Today is the day we give thanks. We supposedly open our eyes to all the good that is in our lives, open our hearts to the struggles those around us may be going through, and we bow in gratitude for what we have.
Much like how I feel about Valentine’s Day, I truly believe Thanksgiving should be celebrated every day (and not just because of the tradition of gorging on a massive feast).
For a while, the words from that colleague made me pause. Whenever I would go to thank someone, I would hesitate, and wonder if I had already said “thank you” too many times to the person in front of me, on the other end of the email, on the other end of the phone.
But like so many other pieces of unsolicited advice that have come my way, I have learned to let that second-guessing go. For the strength to be able to understand what she could not, I am thankful.
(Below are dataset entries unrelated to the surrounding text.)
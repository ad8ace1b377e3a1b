//! The static dispatch table and top-level `bdev_init`/`bdev_get`/`bdev_query` entry points.
//!
//! Detection is a linear scan over a `const` slice of function pointers constructing boxed
//! trait objects, queried in a fixed order (`zfs, lvm, rbd, btrfs, dir, aufs,
//! overlayfs, loop, nbd`) so that, e.g., an LVM device node is never misdetected as a plain
//! directory.

use crate::backend::Backend;
use crate::backends::{aufs, btrfs, dir, loop_dev, lvm, nbd, overlayfs, rbd, zfs};
use crate::error::{BdevError, Result};
use crate::handle::{BackendHandle, BackendKind};

/// One entry in the static registry: a backend's kind plus a constructor for a fresh instance.
struct Entry {
	kind: BackendKind,
	make: fn() -> Box<dyn Backend>,
}

/// The canonical detection order. Earlier entries win on ambiguous input (a bare path that
/// happens to both be a directory and something more specific is never possible today, but the
/// order still matters for callers passing `"best"` to `bdev_create`).
const REGISTRY: &[Entry] = &[
	Entry { kind: BackendKind::Zfs, make: || Box::new(zfs::Zfs) },
	Entry { kind: BackendKind::Lvm, make: || Box::new(lvm::Lvm) },
	Entry { kind: BackendKind::Rbd, make: || Box::new(rbd::Rbd) },
	Entry { kind: BackendKind::Btrfs, make: || Box::new(btrfs::Btrfs) },
	Entry { kind: BackendKind::Dir, make: || Box::new(dir::Dir) },
	Entry { kind: BackendKind::Aufs, make: || Box::new(aufs::Aufs) },
	Entry { kind: BackendKind::Overlayfs, make: || Box::new(overlayfs::Overlayfs) },
	Entry { kind: BackendKind::Loop, make: || Box::new(loop_dev::Loop) },
	Entry { kind: BackendKind::Nbd, make: || Box::new(nbd::Nbd) },
];

/// Constructs the driver implementing `kind`.
pub fn bdev_get(kind: BackendKind) -> Box<dyn Backend> {
	for entry in REGISTRY {
		if entry.kind == kind {
			return (entry.make)();
		}
	}
	unreachable!("BackendKind has no registry entry for {kind}")
}

/// Classifies a raw source string by trying each backend's `detect` in registry order.
pub fn bdev_query(source: &str) -> Option<BackendKind> {
	for entry in REGISTRY {
		let backend = (entry.make)();
		if backend.detect(source) {
			return Some(entry.kind);
		}
	}
	None
}

/// Builds a [`BackendHandle`] for an existing container, given its raw source string,
/// destination mountpoint, mount options, and (for `nbd`) a pre-attached slot index.
///
/// Fails with [`BdevError::NotFound`] if no registered backend detects `raw_source`.
pub fn bdev_init(raw_source: &str, destination: Option<&str>, mount_options: Option<&str>, nbd_index: Option<u32>) -> Result<BackendHandle> {
	let kind = bdev_query(raw_source).ok_or(BdevError::NotFound("backend for source"))?;
	let backend = bdev_get(kind);
	let mut handle = BackendHandle::new(kind);

	let parsed = parse_for_kind(kind, raw_source).ok_or(BdevError::BadArgument("source"))?;
	handle.set_source(raw_source, parsed);
	handle.destination = destination.map(std::path::PathBuf::from);
	handle.mount_options = mount_options.unwrap_or_default().to_owned();
	handle.nbd_index = nbd_index;

	debug_assert_eq!(backend.kind(), kind);
	Ok(handle)
}

fn parse_for_kind(kind: BackendKind, raw: &str) -> Option<crate::source::Source> {
	use crate::source::Source;
	match kind {
		BackendKind::Dir => Source::parse_dir(raw),
		BackendKind::Loop => Source::parse_loop(raw),
		BackendKind::Lvm => Source::parse_lvm(raw),
		BackendKind::Btrfs => Some(Source::Btrfs(raw.into())),
		BackendKind::Zfs => Source::parse_zfs(raw),
		BackendKind::Aufs => Source::parse_aufs(raw),
		BackendKind::Overlayfs => Source::parse_overlayfs(raw),
		BackendKind::Rbd => Source::parse_rbd(raw),
		BackendKind::Nbd => Source::parse_nbd(raw),
	}
}

#[test]
fn test_bdev_query_detects_rbd_before_dir() {
	assert_eq!(bdev_query("/dev/rbd/lxc/c1"), Some(BackendKind::Rbd));
}

#[test]
fn test_bdev_query_detects_loop_and_nbd() {
	assert_eq!(bdev_query("loop:/var/lib/lxc/c1/rootdev"), Some(BackendKind::Loop));
	assert_eq!(bdev_query("nbd:/var/lib/lxc/c1.img"), Some(BackendKind::Nbd));
}

#[test]
fn test_bdev_query_does_not_misdetect_bare_path_as_zfs_without_confirmation() {
	// "tank/lxc/c1" is shaped like a bare dataset name (zfs's own grammar has no tag prefix),
	// but zfs's detect() must confirm the dataset actually exists before claiming it; absent
	// `zfs` tooling (or the dataset), this must not be misdetected as Zfs.
	assert_ne!(bdev_query("tank/lxc/c1"), Some(BackendKind::Zfs));
}

#[test]
fn test_bdev_query_unrecognized_returns_none() {
	assert_eq!(bdev_query("/path/that/almost/certainly/does/not/exist/zzz"), None);
}

#[test]
fn test_bdev_init_populates_handle() {
	let handle = bdev_init("loop:/var/lib/lxc/c1/rootdev", Some("/var/lib/lxc/c1/rootfs"), Some("ro"), None).unwrap();
	assert_eq!(handle.kind, BackendKind::Loop);
	assert_eq!(handle.mount_options, "ro");
	assert_eq!(handle.destination, Some(std::path::PathBuf::from("/var/lib/lxc/c1/rootfs")));
}

#[test]
fn test_bdev_init_unrecognized_source_errors() {
	let err = bdev_init("/path/that/almost/certainly/does/not/exist/zzz", None, None, None).unwrap_err();
	assert!(matches!(err, BdevError::NotFound(_)));
}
I say “thank you” a lot because it is what I feel. I say it because I want the receiver to know how I feel and never have to question it. I say it, because quite simply, it is very, very true.
On this special day, I know this much is true: there should never be a filter for gratitude.
No matter what etiquette rules state or what some old stuffy biddy in a suit tells you at a communications event, you can never say “thank you” enough. Especially when we live in a society that incorrectly equates denying success or great joy with being “humble.”
Say “thank you” ten times, and I am willing to bet the person receiving the gratitude will only hear it three times… and believe it perhaps just once.
So I say “thank you” ten times, and then again, and again, and again. I say it as a reflex, without thinking, because these are words that should never be thought out, calculated — these are words that should be automatically catapulted from the heart, the soul, the places where gratitude rests and begs to be expressed.
I say “thank you” in the hopes that people hear it, then feel it, then know it.
I am grateful, oh so grateful, for so many things in this world. For my children. For coffee. For strangers who smile back. For comedians. For friends who allow me distance when I need it and who won’t let me push them away when I am too scared to let them in. For Pinterest. For the luxury I hope to never, ever take for granted of having a warm home, running water, electricity, a paycheck, and a closet full of clothes. For Naomi Shihab Nye and Pablo Neruda and Anais Nin and Sylvia Plath. For my husband’s quick wit. For my parents, my brother, my cousins, nieces and nephews, in-laws, aunts, uncles, godparents, grandparents, and great-grandparents. For the ability to think and speak for myself. For bacon and bourbon and the Beastie Boys. For explorers and leaders and dreamers who inspire me to be a better citizen and to do more for others. For the crazy individuals who are brave enough to love me back and kind enough to let me into their lives.
I am grateful for the woman who told me I said “thank you” too much. Grateful for her reminding me that I need to say it more, so that one day, she will not just hear, but she will know it and she will feel it.
So go say “thank you” a million gazillion times today. HAPPY THANKSGIVING, everyone! If you are actually reading this, I THANK YOU!!